Analysis of the Latest Felony Sentencing Case: Traps for the Unwary Criminal Defense Lawyer

The California Supreme Court reaffirmed the principals articulated in the landmark case of Cunningham , supra, by ruling that a defendant was entitled to attack the court’s imposition of the upper term in because, under the circumstances of this case, an express waiver of jury trial on aggravating circumstances was required and no such waiver occurred; and further, that in pleading no contest pursuant to a plea agreement providing for a sentence not to exceed a stipulated maximum and further stipulating to a factual basis for the plea, defendant neither waived his right to a jury trial on aggravating circumstances nor admitted facts that established an aggravating circumstance.

LESSONS FOR THE UNWARY CRIMINAL DEFENSE LAWYER

The case points out the following lessons for criminal defense attorneys:

  1. A waiver of trial rights on aggravating factors should NEVER be given at the time that defendant enters a plea of guilty or not contest unless clearly bargained for in a plea-agreement AND expressly waived in open court with a fully informed and knowing understanding of what is being waived.
  2. Carefully consider the factual basis for the plea together with any judicial admission made on behalf of or by the criminal defendant; these words will come back to bite. The attorney must guard against unnecessarily having the client admit to the existence of any aggravating factor, either generally or specifically.
  3. Cases that proceed to a jury trial will require careful consideration of what aggravating and mitigating factors should be specifically put forward to the jury for their determination; special verdict forms must be crafted depending on the dictates on the case together with tactical considerations.

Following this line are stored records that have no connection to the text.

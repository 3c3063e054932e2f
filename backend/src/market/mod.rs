//! Market Module
//!
//! Generic one-shot double auction. An owning module implements
//! [`MarketModel`] to describe who buys, who sells, how buyers search, and
//! how a finalized match is settled; [`engine::execute`] does the clearing.
//!
//! # Critical Invariants
//!
//! 1. **Determinism**: same master seed + same snapshot → same ordered
//!    sequence of `resolve_sale` calls, whatever the worker-pool size
//! 2. **Single match**: within one cycle a seller slot and a buyer are each
//!    finalized at most once
//! 3. **Clearing price**: a match settles at the next-best remaining bid on
//!    that seller, or at the winning bid when none remains
//! 4. **Floor**: no bid under a seller's minimum price ever enters clearing
//!
//! # Tie-breaks
//!
//! Equal bids on one seller favour the higher buyer slot. A buyer winning
//! several sellers in one round takes the highest clearing price, equal prices
//! favouring the higher seller slot (seller type first, then index).

pub mod engine;
pub mod types;

use crate::repository::RepositoryError;
use crate::rng::RngManager;
use thiserror::Error;

pub use engine::execute;
pub use types::{Bid, ClearingReport, SellerValue};

/// Errors that abort a clearing cycle
#[derive(Debug, Error, Clone, PartialEq)]
pub enum MarketError {
    #[error("market '{market}': bids for seller type {seller_type}, only {available} types exist")]
    SellerTypeOutOfRange {
        market: String,
        seller_type: usize,
        available: usize,
    },

    #[error("market '{market}': seller {seller_index} of type {seller_type} out of {available}")]
    IndexOutOfRange {
        market: String,
        seller_type: usize,
        seller_index: usize,
        available: usize,
    },

    #[error("market '{market}' failed in {operation}: {reason}")]
    Rejected {
        market: String,
        operation: &'static str,
        reason: String,
    },

    #[error(transparent)]
    Repository(#[from] RepositoryError),
}

/// Seller snapshot, one list per seller type
pub type SellerSnapshot<S> = Vec<Vec<SellerValue<S>>>;

/// Hooks an owning module supplies to the clearing engine
///
/// Snapshot and search hooks run on worker threads, possibly concurrently;
/// `resolve_sale` runs on the calling thread, in a deterministic order.
pub trait MarketModel: Sync {
    type Buyer: Send + Sync;
    type Seller: Send + Sync;

    /// Name used in diagnostics
    fn name(&self) -> &str;

    /// Buyers eligible this cycle
    fn get_buyers(&self, rng: &mut RngManager) -> Result<Vec<Self::Buyer>, MarketError>;

    /// Sellers, partitioned by seller type
    fn get_sellers(&self, rng: &mut RngManager)
        -> Result<SellerSnapshot<Self::Seller>, MarketError>;

    /// The buyer's search policy: bids per seller type, indexed into `sellers`
    fn select_sellers(
        &self,
        rng: &mut RngManager,
        buyer: &Self::Buyer,
        sellers: &SellerSnapshot<Self::Seller>,
    ) -> Result<Vec<Vec<Bid>>, MarketError>;

    /// Settle one finalized match at its clearing price
    fn resolve_sale(
        &self,
        buyer: &Self::Buyer,
        seller: &Self::Seller,
        amount: f64,
    ) -> Result<(), MarketError>;

    /// Run one clearing cycle with at most `max_iterations` rounds
    fn execute(
        &self,
        rng: &mut RngManager,
        max_iterations: usize,
    ) -> Result<ClearingReport, MarketError>
    where
        Self: Sized,
    {
        engine::execute(self, rng, max_iterations)
    }
}
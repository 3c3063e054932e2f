//! Clearing engine
//!
//! One call to [`execute`] is one clearing cycle:
//!
//! ```text
//! 1. Snapshot buyers and sellers (concurrently, pre-drawn seeds)
//! 2. Build choice sets (parallel over buyers, one lock per seller list)
//! 3. Sort every choice set
//! 4. Clearing rounds, up to max_iterations:
//!    a. every seller pops its best bid (parallel) → tentative successes
//!    b. stop if there were none
//!    c. finalize one seller per buyer, in ascending buyer order
//!    d. sweep finalized buyers out of every remaining choice set
//! ```
//!
//! Seeds are always drawn from the master generator before work is fanned
//! out, and every tie-break is on slot indices, so thread count and
//! scheduling cannot change the outcome.

use super::types::{Bid, ClearingReport};
use super::{MarketError, MarketModel, SellerSnapshot};
use crate::rng::RngManager;
use parking_lot::Mutex;
use rayon::prelude::*;
use std::cmp::Ordering;
use std::collections::{BTreeMap, HashSet};
use std::sync::atomic::{AtomicUsize, Ordering as AtomicOrdering};
use tracing::{debug, info};

/// Bids on one seller slot
///
/// Kept worst-first so the best bid is popped from the back.
#[derive(Debug, Default)]
struct ChoiceSet {
    bids: Vec<Bid>,
}

impl ChoiceSet {
    /// Order bids and keep only each buyer's highest bid
    fn sort(&mut self) {
        self.bids.sort_by(compare_bids);
        let mut seen = HashSet::with_capacity(self.bids.len());
        let mut kept: Vec<Bid> = self
            .bids
            .drain(..)
            .rev()
            .filter(|bid| seen.insert(bid.buyer_index))
            .collect();
        kept.reverse();
        self.bids = kept;
    }

    /// Pop the best bid together with its clearing price
    fn pop_best(&mut self) -> Option<(Bid, f64)> {
        let best = self.bids.pop()?;
        let price = self.bids.last().map_or(best.amount, |next| next.amount);
        Some((best, price))
    }

    fn clear(&mut self) {
        self.bids.clear();
    }
}

/// Ascending by amount, then by buyer slot: the best bid sorts last
///
/// Equal amounts therefore favour the higher buyer slot.
fn compare_bids(a: &Bid, b: &Bid) -> Ordering {
    a.amount
        .total_cmp(&b.amount)
        .then(a.buyer_index.cmp(&b.buyer_index))
}

/// A seller's best bid for one round, not yet finalized
#[derive(Debug, Clone, Copy)]
struct Tentative {
    buyer_index: usize,
    /// Flat seller slot
    slot: usize,
    clearing_price: f64,
}

/// Flat addressing of seller slots across seller types
struct SlotLayout {
    /// First flat slot of each seller type
    offsets: Vec<usize>,
    /// Flat slot → (seller type, index within type)
    slots: Vec<(usize, usize)>,
}

impl SlotLayout {
    fn new<S>(sellers: &SellerSnapshot<S>) -> Self {
        let mut offsets = Vec::with_capacity(sellers.len());
        let mut slots = Vec::new();
        for (seller_type, group) in sellers.iter().enumerate() {
            offsets.push(slots.len());
            slots.extend((0..group.len()).map(|index| (seller_type, index)));
        }
        Self { offsets, slots }
    }

    fn len(&self) -> usize {
        self.slots.len()
    }
}

/// Run one clearing cycle of `market`
///
/// Fails fast, before any `resolve_sale`, if `select_sellers` names a seller
/// type or seller outside the snapshot. Errors from `resolve_sale` abort the
/// cycle after the matches already settled.
pub fn execute<M: MarketModel>(
    market: &M,
    rng: &mut RngManager,
    max_iterations: usize,
) -> Result<ClearingReport, MarketError> {
    let buyer_seed = rng.next_seed();
    let seller_seed = rng.next_seed();
    let (buyers, sellers) = rayon::join(
        || market.get_buyers(&mut RngManager::new(buyer_seed)),
        || market.get_sellers(&mut RngManager::new(seller_seed)),
    );
    let buyers = buyers?;
    let sellers = sellers?;
    let layout = SlotLayout::new(&sellers);

    let mut report = ClearingReport {
        market: market.name().to_string(),
        buyers: buyers.len(),
        sellers: layout.len(),
        ..ClearingReport::default()
    };

    let mut choice_sets = build_choice_sets(market, rng, &buyers, &sellers, &layout, &mut report)?;
    debug!(
        market = market.name(),
        buyers = report.buyers,
        sellers = report.sellers,
        bids = report.bids_placed,
        below_floor = report.bids_below_floor,
        "choice sets built"
    );

    let mut finalized = vec![false; buyers.len()];
    for round in 0..max_iterations {
        let tentatives: Vec<Tentative> = choice_sets
            .par_iter_mut()
            .enumerate()
            .filter_map(|(slot, set)| {
                set.pop_best().map(|(bid, clearing_price)| Tentative {
                    buyer_index: bid.buyer_index,
                    slot,
                    clearing_price,
                })
            })
            .collect();
        if tentatives.is_empty() {
            break;
        }
        report.rounds += 1;

        let winners = select_winners(&tentatives);
        for (&buyer_index, winner) in &winners {
            let (seller_type, seller_index) = layout.slots[winner.slot];
            market.resolve_sale(
                &buyers[buyer_index],
                &sellers[seller_type][seller_index].unit,
                winner.clearing_price,
            )?;
            choice_sets[winner.slot].clear();
            finalized[buyer_index] = true;
            report.matches += 1;
            report.total_clearing_price += winner.clearing_price;
        }

        let matched = &finalized;
        choice_sets
            .par_iter_mut()
            .for_each(|set| set.bids.retain(|bid| !matched[bid.buyer_index]));

        debug!(
            market = market.name(),
            round,
            tentative = tentatives.len(),
            matched = winners.len(),
            "clearing round finished"
        );
    }

    info!(
        market = %report.market,
        matches = report.matches,
        rounds = report.rounds,
        total_clearing_price = report.total_clearing_price,
        "market cleared"
    );
    Ok(report)
}

/// Populate and sort one choice set per seller slot
fn build_choice_sets<M: MarketModel>(
    market: &M,
    rng: &mut RngManager,
    buyers: &[M::Buyer],
    sellers: &SellerSnapshot<M::Seller>,
    layout: &SlotLayout,
    report: &mut ClearingReport,
) -> Result<Vec<ChoiceSet>, MarketError> {
    let seeds = rng.sub_seeds(buyers.len());
    let lists: Vec<Mutex<ChoiceSet>> = (0..layout.len()).map(|_| Mutex::default()).collect();
    let placed = AtomicUsize::new(0);
    let below_floor = AtomicUsize::new(0);

    buyers
        .par_iter()
        .zip(seeds.par_iter())
        .enumerate()
        .try_for_each(|(buyer_index, (buyer, &seed))| -> Result<(), MarketError> {
            let mut buyer_rng = RngManager::new(seed);
            let bids_by_type = market.select_sellers(&mut buyer_rng, buyer, sellers)?;
            for (seller_type, bids) in bids_by_type.into_iter().enumerate() {
                let group = sellers.get(seller_type).ok_or_else(|| {
                    MarketError::SellerTypeOutOfRange {
                        market: market.name().to_string(),
                        seller_type,
                        available: sellers.len(),
                    }
                })?;
                for mut bid in bids {
                    let seller = group.get(bid.seller_index).ok_or_else(|| {
                        MarketError::IndexOutOfRange {
                            market: market.name().to_string(),
                            seller_type,
                            seller_index: bid.seller_index,
                            available: group.len(),
                        }
                    })?;
                    if bid.amount >= seller.minimum_price {
                        bid.buyer_index = buyer_index;
                        let slot = layout.offsets[seller_type] + bid.seller_index;
                        lists[slot].lock().bids.push(bid);
                        placed.fetch_add(1, AtomicOrdering::Relaxed);
                    } else {
                        below_floor.fetch_add(1, AtomicOrdering::Relaxed);
                    }
                }
            }
            Ok(())
        })?;

    report.bids_placed = placed.into_inner();
    report.bids_below_floor = below_floor.into_inner();

    let mut choice_sets: Vec<ChoiceSet> = lists.into_iter().map(|list| list.into_inner()).collect();
    choice_sets.par_iter_mut().for_each(ChoiceSet::sort);
    Ok(choice_sets)
}

/// Pick one seller per buyer from this round's tentative successes
///
/// Highest clearing price wins; equal prices go to the higher seller slot.
/// Keyed by buyer slot so settlement happens in ascending buyer order.
fn select_winners(tentatives: &[Tentative]) -> BTreeMap<usize, Tentative> {
    let mut winners: BTreeMap<usize, Tentative> = BTreeMap::new();
    for candidate in tentatives {
        winners
            .entry(candidate.buyer_index)
            .and_modify(|current| {
                let better = candidate
                    .clearing_price
                    .total_cmp(&current.clearing_price)
                    .then(candidate.slot.cmp(&current.slot))
                    == Ordering::Greater;
                if better {
                    *current = *candidate;
                }
            })
            .or_insert(*candidate);
    }
    winners
}
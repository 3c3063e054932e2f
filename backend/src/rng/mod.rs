//! Deterministic random number generation
//!
//! Uses xorshift64* for fast, seedable generation. Parallel consumers never
//! share a generator: they draw sub-seeds from a parent sequentially, before
//! any work is dispatched, and seed a private generator per task.
//! CRITICAL: All randomness in the simulation MUST go through this module.

mod xorshift;

pub use xorshift::RngManager;
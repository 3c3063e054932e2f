//! Determinism of market clearing across worker-pool sizes
//!
//! Same master seed and same inputs must give the same ordered sequence of
//! `resolve_sale` calls whether clearing runs on one thread or many.

use microsim_core_rs::market::{
    Bid, ClearingReport, MarketError, MarketModel, SellerSnapshot, SellerValue,
};
use microsim_core_rs::RngManager;
use parking_lot::Mutex;
use rayon::ThreadPoolBuilder;

// ============================================================================
// Test Helpers
// ============================================================================

/// A random market: buyers sample sellers and bid random amounts
struct RandomMarket {
    buyers: usize,
    sellers_per_type: Vec<usize>,
    choice_set_size: usize,
    sales: Mutex<Vec<(usize, (usize, usize), f64)>>,
}

impl RandomMarket {
    fn new(buyers: usize, sellers_per_type: Vec<usize>) -> Self {
        Self {
            buyers,
            sellers_per_type,
            choice_set_size: 8,
            sales: Mutex::new(Vec::new()),
        }
    }
}

impl MarketModel for RandomMarket {
    type Buyer = usize;
    type Seller = (usize, usize);

    fn name(&self) -> &str {
        "random"
    }

    fn get_buyers(&self, rng: &mut RngManager) -> Result<Vec<usize>, MarketError> {
        // Random participation exercises the pre-drawn snapshot seed
        Ok((0..self.buyers).filter(|_| rng.next_f64() < 0.9).collect())
    }

    fn get_sellers(
        &self,
        rng: &mut RngManager,
    ) -> Result<SellerSnapshot<(usize, usize)>, MarketError> {
        Ok(self
            .sellers_per_type
            .iter()
            .enumerate()
            .map(|(seller_type, &count)| {
                (0..count)
                    .map(|index| {
                        let floor = (rng.index(5) * 10) as f64;
                        SellerValue::new((seller_type, index), floor + 20.0, floor)
                    })
                    .collect()
            })
            .collect())
    }

    fn select_sellers(
        &self,
        rng: &mut RngManager,
        _buyer: &usize,
        sellers: &SellerSnapshot<(usize, usize)>,
    ) -> Result<Vec<Vec<Bid>>, MarketError> {
        let mut bids: Vec<Vec<Bid>> = sellers.iter().map(|_| Vec::new()).collect();
        for _ in 0..self.choice_set_size {
            let seller_type = rng.index(sellers.len());
            if sellers[seller_type].is_empty() {
                continue;
            }
            let index = rng.index(sellers[seller_type].len());
            // Coarse amounts so ties are common
            let amount = (rng.index(12) * 5) as f64;
            bids[seller_type].push(Bid::new(amount, index));
        }
        Ok(bids)
    }

    fn resolve_sale(
        &self,
        buyer: &usize,
        seller: &(usize, usize),
        amount: f64,
    ) -> Result<(), MarketError> {
        self.sales.lock().push((*buyer, *seller, amount));
        Ok(())
    }
}

type Outcome = (ClearingReport, Vec<(usize, (usize, usize), f64)>);

fn clear_on(threads: usize, seed: u64) -> Outcome {
    let pool = ThreadPoolBuilder::new().num_threads(threads).build().unwrap();
    let market = RandomMarket::new(400, vec![120, 60, 0, 90]);
    let report = pool.install(|| market.execute(&mut RngManager::new(seed), 25).unwrap());
    let sales = market.sales.into_inner();
    (report, sales)
}

// ============================================================================
// Tests
// ============================================================================

#[test]
fn test_same_outcome_on_one_and_many_threads() {
    let single = clear_on(1, 20240611);
    assert!(single.0.matches > 0, "Scenario should produce sales");

    for threads in [2, 4, 8] {
        let multi = clear_on(threads, 20240611);
        assert_eq!(single.0, multi.0, "Report differs on {threads} threads");
        assert_eq!(single.1, multi.1, "Sale sequence differs on {threads} threads");
    }
}

#[test]
fn test_repeated_runs_identical() {
    let first = clear_on(4, 7);
    for _ in 0..5 {
        assert_eq!(clear_on(4, 7), first);
    }
}

#[test]
fn test_different_seeds_differ() {
    let a = clear_on(4, 1);
    let b = clear_on(4, 2);
    assert_ne!(a.1, b.1, "Different seeds should produce different clearing");
}

#[test]
fn test_master_generator_advances_identically() {
    let run = |threads: usize| {
        let pool = ThreadPoolBuilder::new().num_threads(threads).build().unwrap();
        let market = RandomMarket::new(50, vec![30]);
        let mut rng = RngManager::new(99);
        pool.install(|| market.execute(&mut rng, 10).unwrap());
        rng.get_state()
    };
    assert_eq!(run(1), run(6), "Master generator state must not depend on threads");
}
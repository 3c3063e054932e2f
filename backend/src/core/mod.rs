//! Simulation calendar

pub mod date;

pub use date::{Date, MONTHS_PER_YEAR};
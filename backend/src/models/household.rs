//! Household model

use crate::repository::{Entity, EntityId};
use serde::{Deserialize, Serialize};

/// How a household holds its dwelling; bought dwellings are owned
#[derive(Debug, Clone, Copy, PartialEq, Eq, Default, Serialize, Deserialize)]
pub enum Tenure {
    Own,
    #[default]
    Rent,
}

/// Families sharing one dwelling
#[derive(Debug, Clone, Default, PartialEq, Serialize, Deserialize)]
pub struct Household {
    pub families: Vec<EntityId>,
    pub dwelling: Option<EntityId>,
    pub tenure: Tenure,
}

impl Household {
    pub fn new(families: Vec<EntityId>) -> Self {
        Self {
            families,
            ..Self::default()
        }
    }

    pub fn remove_family(&mut self, family: EntityId) {
        self.families.retain(|&f| f != family);
    }

    pub fn is_empty(&self) -> bool {
        self.families.is_empty()
    }

    /// Looking for a place to live
    pub fn is_homeless(&self) -> bool {
        self.dwelling.is_none() && !self.families.is_empty()
    }
}

impl Entity for Household {
    fn being_removed(&mut self, _id: EntityId) {
        self.families.clear();
        self.dwelling = None;
    }
}
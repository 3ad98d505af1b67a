pub mod cli;
pub mod config;
pub mod db;
pub mod error;
pub mod models;
pub mod service;
pub mod transfer;
pub mod validation;

pub use config::Config;
pub use db::Database;
pub use error::{ContactError, ContactResult};
pub use models::Contact;
pub use service::ContactService;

In this way, an attorney can possibly protect their client against the prosecutor reaching the maximum sentence.

The court began by noting that in Cunningham, 549 U.S. ____ [127 S.Ct. 856] the high court held that California’s determinate sentencing law (DSL) violates a defendant’s federal constitutional right to a jury trial under the Sixth and Fourteenth Amendments to the United States Constitution by assigning to the trial judge, rather than the jury, the authority to make the factual findings that subject a defendant to the possibility of an upper term sentence

In the case before the California Court, the trial court sentenced defendant to the upper term of eight years on one charge and one-third of the six-year midterm on each of the other five charges (child molestation), with all terms to be served consecutively, for a total term of 18 years. The trial court selected the upper term because “[d]efendant took advantage of a position of trust and confidence to commit the crime pursuant to Rule 4.421(a)(11),” and imposed consecutive terms because the crimes were committed on different occasions or at separate locations. (Cal. Rules of Court, rule 4.425(a)(3).)

At the time that defendant entered his plea of no contest, he expressly waived his right to a jury trial on the substantive offenses, but this waiver did not encompass his right to a jury trial on any aggravating circumstances. Moreover, the defendant did not admit to the existence of any aggravating factor, either generally or specifically.

Decisions of the United States Supreme Court acknowledge that a defendant’s sentence may be increased above the statutory maximum based upon “facts… admitted by the defendant”. (Cunningham, supra, 127 S.Ct. at p. 865, quoting Blakely, supra, 542 U.S. at p. 303.) As discussed above, defendant’s plea of no contest constituted an admission to the elements of the charged offenses only, and not to any additional aggravating circumstances. The Attorney General argued, that defendant’s stipulation to the factual basis for the plea as described by the prosecutor constituted an admission to the aggravating circumstance that defendant took advantage of a position of trust in committing the offense. The court concluded otherwise.